How do you market your writing?

I come to websites like this. I write guest posts. I do interviews. I get my books posted on websites where readers will see them. I go up to book bloggers with my hat in my hand (sometimes my heart) and I politely ask them to read my book. Most scream “Get away indie scum!” or “Get away LGBT scum!” before slamming the door in my face. It’s a long and very draining process, trying to get a book reviewed.

But what people fail to realize is that traditional writers have to self-promote too, and the most famous and commercially successful ones do this regularly. The difference between them and me is that they have help (which, yes, they pay for – it comes out of their allowance).

Lastly, something fun. What’s something our readers might not know about you?

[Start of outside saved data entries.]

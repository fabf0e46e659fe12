//! ssh-args - Command-line argument builder for external SSH clients
//!
//! This crate assembles the flags and `-o key=value` options handed to an
//! `ssh`, `scp` or `rsync -e ssh` invocation. Argument sets are immutable
//! values: every `with_*` call returns a new set, and defaults can be layered
//! underneath caller-supplied values.
//!
//! # Features
//!
//! - Boolean (`-A`) and value (`-p 2222`) flags
//! - `-o Name=value` options
//! - Layered defaults, with caller values taking precedence
//! - Connection multiplexing defaults with a `ControlPath` that fits the
//!   104-byte Unix domain socket limit
//! - JSON defaults files
//!
//! # Example Usage (library)
//!
//! ```
//! use ssh_args::{Arguments, Host};
//!
//! let args = Arguments::new()
//!     .with_flag("-A", None)
//!     .with_option("StrictHostKeyChecking", "no")
//!     .with_multiplexing(&Host::new("prod-web-01"))?;
//!
//! assert_eq!(
//!     args.to_string(),
//!     "-A -o ControlMaster=auto -o ControlPersist=60 \
//!      -o ControlPath=~/.ssh/deployer_mux_prod-web-0122 -o StrictHostKeyChecking=no"
//! );
//! # Ok::<(), ssh_args::SshArgsError>(())
//! ```
//!
//! # Example Usage (CLI)
//!
//! ```bash
//! ssh $(ssh-args --host=prod-web-01 --flag=-A --multiplexing) deploy@prod-web-01
//! ```

pub mod config;
pub mod error;
pub mod ssh;

// Re-exports for convenience
pub use config::{Args, Config, OutputFormat};
pub use error::{Result, SshArgsError};
pub use ssh::{generate_control_path, Arguments, Flag, FlagValue, Host, HostDescriptor};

You know those little wooden art dolls people use for drawing references? I have a collection of those. They’re so cute.


 Project Mothership 

By Ash Grey

Rose, a sweet and kind librarian, is on her honeymoon with her goofy gym teacher husband when the trip takes a turn for the worst and she is abducted by aliens. When the spacecraft is attacked by the enemies of Empress Nashal, Rose makes it back to Earth freshly impregnated by alien royalty with said enemies on her heels. Now faced with running for her life, she is joined by Zita, a cheerful alien marine, and must make the choice between her unborn alien child and her baffled husband, who believes the child is his.

About the Author

Scott Mullins is a freelance writer and digital content manager. When he’s not finding ways to distract himself from writing his novel he writes killer copy for companies all over the world. Connect with Scott on Twitter @ScottMullins86 or LinkedIn. He’s always looking to connect with other writers.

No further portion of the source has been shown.